Posts Tagged ‘Interview with Aaron Topp’




In the previous post you can see my review of the new YA novel Hucking Cody which I thoroughly enjoyed so I am delighted to have the author Aaron Topp as a guest on my blog today.

I asked just a few questions so we can get to know the author a little better. Enjoy!

The novel carries a sense of authority on the subject of biking. How much research did you do or does it come from your own experiences?

I subscribe to the rule of ‘write what you know’ so I guess I’ve been ‘researching’ the book for the last 35 years! I received my first BMX when I was 6 and have never stopped riding a bike on dirt since. Even now at 40 years old I reckon I’m still getting faster (although my 12 year old son disagrees!) I love the whole experience of riding a bike down challenging terrain, so much like Robert Frost once said ‘no tears in the author, no tears in the reader’, when you’re passionate about something as a writer, that passion translates pretty easy to the page.

Betrayal is a strong theme throughout your novel. Was this something you planned at the start or was it something that just evolved with your characters?

I wanted to explore the themes of unconditional love (most often) found between brothers, and even amongst best mates. I liked the universal idea of the older brother, Zane, pioneering new ground at the expense of the younger brother, Cody, because it produced this interesting juxtaposition of ‘awe versus contempt’ within him. Does Cody accept the huckster tag his brother gave him, or has Cody got it within himself to overcome it without losing a brother along the way? What about when a mate’s involved? And the new girl Cody seems to have a special connection with – is that the same or just a reality of life? This is the journey I wanted to take the reader on.

Were you keen on writing as a teenager?

Yes, but the urge to write was suppressed by me, which was really silly looking back now. The few times I’d let the urge win, I’d write in secret and away from the dangerous eyes of my fellow boarding school mates. The next day pieces of writing were discreetly handed to English teachers for them to give feedback on. These days one of the first thing I tell students is ‘embrace the natural desire to write, celebrate it. It’s who you are.’

What is the strangest job you have ever had?

Does writing count?

I think this novel will appeal to both male and female readers and not just those into mountain biking. Did you have a reader in mind when you wrote this?

While I’m stoked when any teen reads my books, just like my first book, Single Fin, I wanted to write a book that teenage males would want to read, about something they were doing in their own spare time anyway.
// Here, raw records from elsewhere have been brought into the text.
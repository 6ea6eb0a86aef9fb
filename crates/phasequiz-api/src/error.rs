//! Error types for the HTTP API.
//!
//! [`ApiError`] unifies all failure modes into a single enum that can be
//! converted into an Axum HTTP response via its
//! [`IntoResponse`](axum::response::IntoResponse) implementation. Every
//! error body has the shape `{"error": <message>, "status": <code>}`.

use axum::http::StatusCode;
use axum::response::{IntoResponse, Response};
use phasequiz_core::QuizError;

/// Errors that can occur in the API layer.
#[derive(Debug, thiserror::Error)]
pub enum ApiError {
    /// A domain operation failed.
    #[error(transparent)]
    Quiz(#[from] QuizError),

    /// A request body failed field validation.
    #[error("invalid request: {0}")]
    Validation(#[from] validator::ValidationErrors),

    /// The request body could not be parsed.
    #[error("invalid body: {0}")]
    InvalidBody(String),

    /// An invalid query parameter was provided.
    #[error("invalid query: {0}")]
    InvalidQuery(String),

    /// A path parameter could not be parsed.
    #[error("invalid path: {0}")]
    InvalidPath(String),

    /// A UUID could not be parsed from the request path.
    #[error("invalid UUID: {0}")]
    InvalidUuid(String),

    /// A serialization error.
    #[error("serialization error: {0}")]
    Serialization(#[from] serde_json::Error),
}

impl ApiError {
    /// The HTTP status this error maps to.
    pub const fn status(&self) -> StatusCode {
        match self {
            Self::Quiz(QuizError::Validation(_))
            | Self::Validation(_)
            | Self::InvalidBody(_)
            | Self::InvalidQuery(_)
            | Self::InvalidPath(_)
            | Self::InvalidUuid(_) => StatusCode::BAD_REQUEST,
            Self::Quiz(QuizError::NotFound(_)) => StatusCode::NOT_FOUND,
            Self::Quiz(QuizError::Storage(_)) | Self::Serialization(_) => {
                StatusCode::INTERNAL_SERVER_ERROR
            }
        }
    }
}

impl IntoResponse for ApiError {
    fn into_response(self) -> Response {
        let status = self.status();
        let message = match &self {
            Self::Quiz(QuizError::Validation(msg) | QuizError::NotFound(msg))
            | Self::InvalidBody(msg)
            | Self::InvalidQuery(msg)
            | Self::InvalidPath(msg)
            | Self::InvalidUuid(msg) => msg.clone(),
            other => other.to_string(),
        };

        if status.is_server_error() {
            tracing::error!(error = %self, "request failed");
        }

        let body = serde_json::json!({
            "error": message,
            "status": status.as_u16(),
        });

        (status, axum::Json(body)).into_response()
    }
}
#[tokio::test]
async fn random_questions_cap_at_available_matches() {
    let app = make_app();
    for _ in 0..3 {
        create_question(&app, 4, "true_false", true).await;
    }
    create_question(&app, 4, "true_false", false).await;
    create_question(&app, 5, "true_false", true).await;

    let (status, json) = get(&app, "/api/questions/random?phase=4&count=100").await;
    assert_eq!(status, StatusCode::OK);
    assert_eq!(json["count"], 3);
    assert!(
        json["questions"]
            .as_array()
            .unwrap()
            .iter()
            .all(|q| q["phase_number"] == 4 && q["is_active"] == true)
    );

    let (_, json) = get(&app, "/api/questions/random?phase=4&count=2").await;
    assert_eq!(json["count"], 2);

    let (_, json) = get(&app, "/api/questions/random?phase=2").await;
    assert_eq!(json["count"], 0);
}

// =========================================================================
// Administrators
// =========================================================================

#[tokio::test]
async fn admin_capabilities_roundtrip() {
    let app = make_app();
    let (status, _) = get(&app, "/api/admins/coach-1").await;
    assert_eq!(status, StatusCode::NOT_FOUND);

    let (status, json) = send(
        &app,
        json_request(
            Method::PUT,
            "/api/admins/coach-1",
            &json!({"can_modify_tokens": false}),
        ),
    )
    .await;
    assert_eq!(status, StatusCode::OK);
    assert_eq!(json["user_id"], "coach-1");
    assert_eq!(json["can_modify_tokens"], false);
    assert_eq!(json["can_view_analytics"], true);

    let (status, json) = get(&app, "/api/admins/coach-1").await;
    assert_eq!(status, StatusCode::OK);
    assert_eq!(json["admin"]["can_modify_phases"], true);
    assert_eq!(json["capabilities"].as_array().unwrap().len(), 3);
}
//! Hybrid recommendation pipeline: location filter, attribute filter,
//! profile similarity against a liked restaurant, and a blend with rating.

use serde::Serialize;
use std::cmp::Ordering;
use std::collections::HashSet;
use thiserror::Error;
use tracing::{debug, info, warn};

use crate::catalog::{Catalog, CatalogEntry, CatalogError};
use crate::config::Config;
use crate::fuzzy::{self, MATCH_THRESHOLD};
use crate::geo::{filter_by_location, GeoPoint, Nearby};
use crate::index::{IndexCache, IndexError, IndexSource, SimilarityIndex};

const SIMILARITY_WEIGHT: f64 = 0.5;
const RATING_WEIGHT: f64 = 0.5;

#[derive(Error, Debug)]
pub enum RecommenderError {
  #[error(transparent)]
  Catalog(#[from] CatalogError),

  #[error(transparent)]
  Index(#[from] IndexError),

  #[error("Similarity index has {index} rows but the catalog has {catalog}")]
  IndexMismatch { index: usize, catalog: usize },
}

/// One recommendation request
#[derive(Debug, Clone, PartialEq)]
pub struct Query {
  pub origin: GeoPoint,
  /// Case-insensitive substring of the cuisine tags
  pub cuisine: String,
  /// Highest acceptable price for two
  pub budget: f64,
  /// Case-insensitive substring of the free-text info
  pub occasion: String,
  /// Name of a restaurant the user liked, matched approximately
  pub liked: Option<String>,
  pub top_n: usize,
  pub radius_km: f64,
}

#[derive(Debug, Clone, PartialEq, Serialize)]
pub struct Recommendation {
  pub name: String,
  pub cuisine: Option<String>,
  pub price_for_two: Option<f64>,
  pub rating: Option<f64>,
  pub signature_dishes: Option<String>,
  pub location: Option<String>,
  pub special_features: Option<String>,
  pub distance_km: f64,
  pub similarity_score: f64,
  pub weighted_score: f64,
}

impl Recommendation {
  fn new(entry: &CatalogEntry, nearby: Nearby, similarity_score: f64, weighted_score: f64) -> Self {
    Self {
      name: entry.name.clone(),
      cuisine: entry.cuisine.clone(),
      price_for_two: entry.price_for_two,
      rating: entry.rating,
      signature_dishes: entry.signature_dishes.clone(),
      location: entry.location.clone(),
      special_features: entry.special_features.clone(),
      distance_km: nearby.distance_km,
      similarity_score,
      weighted_score,
    }
  }
}

#[derive(Debug, Clone, Default, PartialEq, Serialize)]
pub struct Recommendations {
  pub items: Vec<Recommendation>,
  /// Rows that survived the location filter
  pub nearby_count: usize,
  /// Catalog name the liked restaurant resolved to
  pub reference: Option<String>,
}

impl Recommendations {
  pub fn is_empty(&self) -> bool {
    self.items.is_empty()
  }
}

/// 0.5 * similarity + 0.5 * rating fraction
pub fn weighted_score(similarity_score: f64, rating_fraction: f64) -> f64 {
  SIMILARITY_WEIGHT * similarity_score + RATING_WEIGHT * rating_fraction
}

/// A rating as a fraction of the best rating in the catalog, in [0, 1]
pub fn rating_fraction(rating: Option<f64>, max_rating: Option<f64>) -> f64 {
  match (rating, max_rating) {
    (Some(rating), Some(max)) if max > 0.0 => (rating / max).clamp(0.0, 1.0),
    _ => 0.0,
  }
}

fn contains_ignore_case(field: Option<&str>, needle: &str) -> bool {
  field.is_some_and(|value| value.to_lowercase().contains(&needle.to_lowercase()))
}

/// Catalog and similarity index, loaded once and shared by every query
#[derive(Debug, Clone)]
pub struct Recommender {
  catalog: Catalog,
  index: SimilarityIndex,
}

impl Recommender {
  /// Build the similarity index in memory, no cache involved
  pub fn new(catalog: Catalog) -> Self {
    let index = SimilarityIndex::build(&catalog);
    Self { catalog, index }
  }

  pub fn with_index(catalog: Catalog, index: SimilarityIndex) -> Result<Self, RecommenderError> {
    if index.len() != catalog.len() {
      return Err(RecommenderError::IndexMismatch { index: index.len(), catalog: catalog.len() });
    }
    Ok(Self { catalog, index })
  }

  /// Load the configured catalog, then load or build its cached index
  pub fn load(config: &Config) -> Result<(Self, IndexSource), RecommenderError> {
    let catalog = Catalog::load(&config.catalog_path)?;
    info!("Loaded {} restaurants from {}", catalog.len(), config.catalog_path.display());

    let (index, source) = IndexCache::new(&config.cache_dir).load_or_build(&catalog, false)?;
    Ok((Self::with_index(catalog, index)?, source))
  }

  pub fn catalog(&self) -> &Catalog {
    &self.catalog
  }

  pub fn index(&self) -> &SimilarityIndex {
    &self.index
  }

  pub fn recommend(&self, query: &Query) -> Recommendations {
    let nearby = filter_by_location(query.origin, &self.catalog, query.radius_km);
    debug!("{} restaurants within {} km", nearby.len(), query.radius_km);

    if nearby.is_empty() {
      return Recommendations::default();
    }

    let candidates = self.candidates(&nearby, query);
    let reference = query.liked.as_deref().and_then(|liked| self.resolve_reference(liked));

    let max_rating = self.catalog.max_rating();
    let mut scored: Vec<(Nearby, &CatalogEntry, f64, f64)> = candidates
      .into_iter()
      .filter_map(|n| self.catalog.get(n.row).map(|entry| (n, entry)))
      .map(|(n, entry)| {
        let similarity = match reference {
          Some(reference_row) => self.index.similarity(reference_row, n.row),
          None => 1.0,
        };
        let weighted = weighted_score(similarity, rating_fraction(entry.rating, max_rating));
        (n, entry, similarity, weighted)
      })
      .collect();

    // equal scores fall back to name, then catalog order
    scored.sort_by(|a, b| {
      b.3
        .partial_cmp(&a.3)
        .unwrap_or(Ordering::Equal)
        .then_with(|| a.1.name.to_lowercase().cmp(&b.1.name.to_lowercase()))
        .then_with(|| a.0.row.cmp(&b.0.row))
    });

    let items = scored
      .into_iter()
      .take(query.top_n)
      .map(|(n, entry, similarity, weighted)| Recommendation::new(entry, n, similarity, weighted))
      .collect();

    Recommendations {
      items,
      nearby_count: nearby.len(),
      reference: reference.and_then(|row| self.catalog.get(row)).map(|e| e.name.clone()),
    }
  }

  /// Attribute filter, topped up with cuisine-only matches when it leaves fewer than `top_n`
  fn candidates(&self, nearby: &[Nearby], query: &Query) -> Vec<Nearby> {
    let cuisine_matches = |n: &Nearby| {
      self
        .catalog
        .get(n.row)
        .is_some_and(|entry| contains_ignore_case(entry.cuisine.as_deref(), &query.cuisine))
    };

    let mut candidates: Vec<Nearby> = nearby
      .iter()
      .copied()
      .filter(|n| cuisine_matches(n))
      .filter(|n| {
        self.catalog.get(n.row).is_some_and(|entry| {
          entry.price_for_two.is_some_and(|price| price <= query.budget)
            && contains_ignore_case(entry.more_info.as_deref(), &query.occasion)
        })
      })
      .collect();
    debug!("{} restaurants match cuisine, budget and occasion", candidates.len());

    if candidates.len() < query.top_n {
      let mut seen: HashSet<usize> = candidates.iter().map(|n| n.row).collect();
      let before = candidates.len();
      candidates
        .extend(nearby.iter().copied().filter(|n| cuisine_matches(n) && seen.insert(n.row)));
      debug!("Backfilled {} cuisine-only matches", candidates.len() - before);
    }

    candidates
  }

  /// Catalog row of the liked restaurant, when the name matches confidently
  fn resolve_reference(&self, liked: &str) -> Option<usize> {
    if liked.trim().is_empty() {
      return None;
    }

    match fuzzy::extract_one(liked, self.catalog.names()) {
      Some(m) if m.score >= MATCH_THRESHOLD => {
        info!("Matched '{}' to '{}' (score {})", liked, m.choice, m.score);
        self.catalog.position_of(m.choice)
      }
      Some(m) => {
        warn!("No confident match for '{}' (best '{}', score {})", liked, m.choice, m.score);
        None
      }
      None => {
        warn!("No confident match for '{}'", liked);
        None
      }
    }
  }
}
That’s always been an objective of mine. Reading is still so important for a young man’s development, but the competition for a teenager’s attention is far greater than it ever has been. And from their feedback, I knew they didn’t always want another book about vampires, boy wizards or any of the multitude of dystopian books taking up shelf space. Real life fiction is relevant, always will be to them, although finding the right vessel of interest to carry the story is still important. What better way to do it than on a bike!

How long did it take you to write – from idea to publication?

I take small bites of writing due to having a day job and a young family. Having a routine is great for this and mine is a strong coffee at 7:30pm and then write at least 500 words before 10:30pm. Not exactly rock and roll, but it works for me. Over a few years Hucking Cody saw the light of day in various different forms before it finally settled on what Barbara Else calls ‘a very handsome production’.

And for all those keen writers out there, what advice would you give.

Read, find a routine, write when inspired, and above all else, follow your bliss.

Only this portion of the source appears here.